Le rapprochement de nos deux signatures au bas d'un texte commun était a priori
hautement improbable. En effet, nous avons, sur les questions de fin
de vie, des conceptions très opposées. L'un est médecin dans une unité de soins
palliatifs et ancien président de la Société française d'accompagnement et de
soins palliatifs (SFAP). Il est opposé à une légalisation de l'euthanasie et,
ou à l'instauration d'un droit au suicide médicalement assisté.

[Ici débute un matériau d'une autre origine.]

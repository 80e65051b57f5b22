//! Observable state snapshots for invariant checking.
//!
//! Snapshots capture the observable state of an engine between ticks.
//! Invariants operate on snapshots rather than live state so checks are
//! consistent and snapshots can be hand-built in tests.

use glyphfall_app::App;
use glyphfall_core::{Cell, EngineState, Symbol};

/// Snapshot of a whole engine.
#[derive(Debug, Clone, PartialEq, Eq)]
pub struct EngineSnapshot {
    /// Visible rows. Columns hold `rows + 1` cells including the staging row.
    pub rows: u16,
    /// Screen columns.
    pub cols: u16,
    /// Every column, active or not, left to right.
    pub columns: Vec<ColumnSnapshot>,
    /// Per-column state of the active (even) columns, left to right.
    pub states: Vec<StateSnapshot>,
}

impl EngineSnapshot {
    /// Capture an engine.
    pub fn from_engine(engine: &EngineState) -> Self {
        let grid = engine.grid();
        let columns = (0..grid.cols())
            .map(|col| ColumnSnapshot { col, cells: grid.column(col).copied().collect() })
            .collect();
        let states = engine
            .column_states()
            .iter()
            .map(|state| StateSnapshot {
                spaces_remaining: state.spaces_remaining(),
                stream_length: state.stream_length(),
                cadence: state.cadence(),
            })
            .collect();

        Self { rows: grid.rows(), cols: grid.cols(), columns, states }
    }

    /// Capture the engine inside an App.
    pub fn from_app(app: &App) -> Self {
        Self::from_engine(app.engine())
    }

    /// Columns that take part in the simulation.
    pub fn active_columns(&self) -> impl Iterator<Item = &ColumnSnapshot> {
        self.columns.iter().filter(|column| column.col % 2 == 0)
    }
}

/// One grid column, staging row first.
#[derive(Debug, Clone, PartialEq, Eq)]
pub struct ColumnSnapshot {
    /// Column index.
    pub col: u16,
    /// Cells from row 0 down to the last visible row.
    pub cells: Vec<Cell>,
}

impl ColumnSnapshot {
    /// Maximal runs of consecutive glyph cells, top to bottom.
    pub fn runs(&self) -> Vec<Run> {
        let mut runs: Vec<Run> = Vec::new();
        let mut current: Option<Run> = None;

        for (row, cell) in (0u16..).zip(&self.cells) {
            match (cell.symbol, current.as_mut()) {
                (Symbol::Glyph(_), Some(run)) => {
                    run.len += 1;
                    if cell.is_head {
                        run.heads.push(row);
                    }
                },
                (Symbol::Glyph(_), None) => {
                    let heads = if cell.is_head { vec![row] } else { Vec::new() };
                    current = Some(Run { top: row, len: 1, heads });
                },
                (Symbol::Empty | Symbol::PendingSpawn, _) => runs.extend(current.take()),
            }
        }
        runs.extend(current);
        runs
    }
}

/// A maximal block of consecutive glyph cells in one column.
#[derive(Debug, Clone, PartialEq, Eq)]
pub struct Run {
    /// Row of the topmost glyph.
    pub top: u16,
    /// Number of glyphs.
    pub len: u16,
    /// Rows of head cells inside the run.
    pub heads: Vec<u16>,
}

impl Run {
    /// Row of the bottom glyph.
    pub fn bottom(&self) -> u16 {
        self.top + self.len - 1
    }
}

/// Per-column simulation state.
#[derive(Debug, Clone, Copy, PartialEq, Eq)]
pub struct StateSnapshot {
    /// Ticks left before the column may spawn again.
    pub spaces_remaining: u16,
    /// Target length of the current stream.
    pub stream_length: u16,
    /// Asynchronous update cadence.
    pub cadence: u8,
}

#[cfg(test)]
mod tests {
    use super::*;

    fn column(symbols: &[(Symbol, bool)]) -> ColumnSnapshot {
        let cells =
            symbols.iter().map(|&(symbol, is_head)| Cell { symbol, is_head }).collect();
        ColumnSnapshot { col: 0, cells }
    }

    #[test]
    fn runs_split_on_vacant_cells() {
        let column = column(&[
            (Symbol::Glyph(1), false),
            (Symbol::Glyph(2), true),
            (Symbol::PendingSpawn, false),
            (Symbol::Empty, false),
            (Symbol::Glyph(3), false),
        ]);

        let runs = column.runs();
        assert_eq!(runs, vec![
            Run { top: 0, len: 2, heads: vec![1] },
            Run { top: 4, len: 1, heads: vec![] },
        ]);
        assert_eq!(runs[0].bottom(), 1);
    }

    #[test]
    fn snapshot_covers_every_column() {
        let engine = EngineState::with_seed(12, 15, 5).unwrap();
        let snapshot = EngineSnapshot::from_engine(&engine);

        assert_eq!(snapshot.columns.len(), 15);
        assert_eq!(snapshot.active_columns().count(), 8);
        assert_eq!(snapshot.states.len(), 8);
        assert!(snapshot.columns.iter().all(|c| c.cells.len() == 13));
    }
}
//! UI rendering
//!
//! Paints the App's latest [`RenderedFrame`] into a ratatui buffer. Pure: no
//! I/O, the terminal driver decides when to draw.

use glyphfall_core::{Color, FrameCell, RenderedFrame};
use ratatui::{
    Frame,
    buffer::Buffer,
    layout::{Position, Rect},
    style::{self, Modifier, Style},
    widgets::Widget,
};

use crate::App;

/// Render the entire UI.
pub fn render(frame: &mut Frame, app: &App) {
    frame.render_widget(RainWidget::new(app.frame()), frame.area());
}

/// Widget painting a [`RenderedFrame`] cell for cell, clipped to the area.
pub struct RainWidget<'a> {
    frame: &'a RenderedFrame,
}

impl<'a> RainWidget<'a> {
    /// Widget for `frame`.
    pub fn new(frame: &'a RenderedFrame) -> Self {
        Self { frame }
    }
}

impl Widget for RainWidget<'_> {
    fn render(self, area: Rect, buf: &mut Buffer) {
        for (row, line) in (0..area.height).zip(self.frame.lines()) {
            for (col, cell) in (0..area.width).zip(line) {
                let position = Position::new(area.x + col, area.y + row);
                if let Some(target) = buf.cell_mut(position) {
                    target.set_char(cell.glyph).set_style(cell_style(cell));
                }
            }
        }
    }
}

fn cell_style(cell: &FrameCell) -> Style {
    let style = Style::default().fg(terminal_color(cell.color));
    if cell.bold { style.add_modifier(Modifier::BOLD) } else { style }
}

fn terminal_color(color: Color) -> style::Color {
    match color {
        Color::Reset => style::Color::Reset,
        Color::Black => style::Color::Black,
        Color::Red => style::Color::Red,
        Color::Green => style::Color::Green,
        Color::Yellow => style::Color::Yellow,
        Color::Blue => style::Color::Blue,
        Color::Magenta => style::Color::Magenta,
        Color::Cyan => style::Color::Cyan,
        Color::White => style::Color::White,
    }
}

#[cfg(test)]
mod tests {
    use glyphfall_app::{AppEvent, Settings};
    use glyphfall_core::Config;
    use ratatui::{Terminal, backend::TestBackend};

    use super::*;

    /// Buffer contents with blanks shown as dots.
    fn text(buf: &Buffer) -> String {
        let width = usize::from(buf.area.width);
        buf.content()
            .chunks(width)
            .map(|row| row.iter().map(|cell| cell.symbol().replace(' ', ".")).collect::<String>())
            .collect::<Vec<_>>()
            .join("\n")
    }

    fn app_with_message(message: &str) -> App {
        let settings = Settings {
            config: Config { message: Some(message.into()), ..Config::default() },
            ..Settings::default()
        };
        let mut app = App::with_seed(settings, 10, 10, 0).unwrap();
        app.handle(AppEvent::Resize(10, 10)).unwrap();
        app
    }

    #[test]
    fn overlay_snapshot() {
        let app = app_with_message("hi");
        let mut terminal = Terminal::new(TestBackend::new(10, 10)).unwrap();

        terminal.draw(|frame| render(frame, &app)).unwrap();

        insta::assert_snapshot!(text(terminal.backend().buffer()), @r"
        ..........
        ..........
        ..........
        ..........
        ..........
        ....hi....
        ..........
        ..........
        ..........
        ..........
        ");
    }

    #[test]
    fn cells_carry_frame_styles() {
        let mut app = App::with_seed(Settings::default(), 20, 12, 11).unwrap();
        for _ in 0..40 {
            app.handle(AppEvent::Tick).unwrap();
        }
        let area = Rect::new(0, 0, 20, 12);
        let mut buf = Buffer::empty(area);

        RainWidget::new(app.frame()).render(area, &mut buf);

        for row in 0..12 {
            for col in 0..20 {
                let expected = app.frame().cell(row, col).copied().unwrap();
                let painted = &buf[(col, row)];
                assert_eq!(painted.symbol(), expected.glyph.to_string());
                assert_eq!(painted.fg, terminal_color(expected.color));
                assert_eq!(painted.modifier.contains(Modifier::BOLD), expected.bold);
            }
        }
    }

    #[test]
    fn heads_are_bold_white_when_bold() {
        let settings = Settings {
            config: Config { bold: glyphfall_core::BoldMode::All, ..Config::default() },
            ..Settings::default()
        };
        let mut app = App::with_seed(settings, 20, 12, 5).unwrap();
        for _ in 0..30 {
            app.handle(AppEvent::Tick).unwrap();
        }

        let heads: Vec<&FrameCell> =
            app.frame().lines().flatten().filter(|cell| cell.head).collect();
        assert!(!heads.is_empty());
        assert!(heads.iter().all(|cell| cell.bold && cell.color == Color::White));
        assert_eq!(cell_style(heads[0]), Style::default().fg(style::Color::White).bold());
    }

    #[test]
    fn widget_clips_to_small_area() {
        let app = app_with_message("hi");
        let area = Rect::new(0, 0, 6, 6);
        let mut buf = Buffer::empty(area);

        RainWidget::new(app.frame()).render(area, &mut buf);

        assert_eq!(text(&buf).lines().count(), 6);
        assert_eq!(buf.area, area);
    }

    #[test]
    fn widget_respects_area_offset() {
        let app = app_with_message("hi");
        let mut buf = Buffer::empty(Rect::new(0, 0, 14, 12));

        RainWidget::new(app.frame()).render(Rect::new(2, 1, 10, 10), &mut buf);

        assert_eq!(buf[(6, 6)].symbol(), "h");
        assert_eq!(buf[(7, 6)].symbol(), "i");
    }
}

L'autre est avocat de Chantal Sébire et le vice-président de l'Association
pour le droit de mourir dans la dignité (ADMD). Cette association milite en
faveur de la légalisation d'une aide active à mourir, sous contrôle médical, à
la demande expresse de patients "en phase avancée ou terminale d'une
affection grave et incurable".
Nous avons notamment une analyse très opposée concernant la situation de Mme
Sébire (Voir par exemple : http://www.lefigaro.fr/actualites/2008/03/19/01001-20080319ARTFIG00554-chantal-sebire-est-morte.php
). L'un dénonce l'hypocrisie du code de
la santé publique et considère, au nom du respect de la dignité du malade,
qu'elle aurait dû pouvoir bénéficier de l'aide du médecin acceptant de mettre
définitivement fin à ses souffrances selon un protocole autre que celui dit de
la "sédation terminale". L'autre soutient que, comme pour des
milliers de situations toutes aussi tragiques, il convient de déployer les
moyens nécessaires au contrôle de la douleur physique, d'entendre et
d'accompagner la souffrance psychologique de la patiente et de ses proches,
pour leur apporter une réponse adaptée. Pour lui, un "droit au suicide
assisté" ne saurait se substituer à la liberté de se suicider, et la
société ne peut pas confier cette mission aux médecins.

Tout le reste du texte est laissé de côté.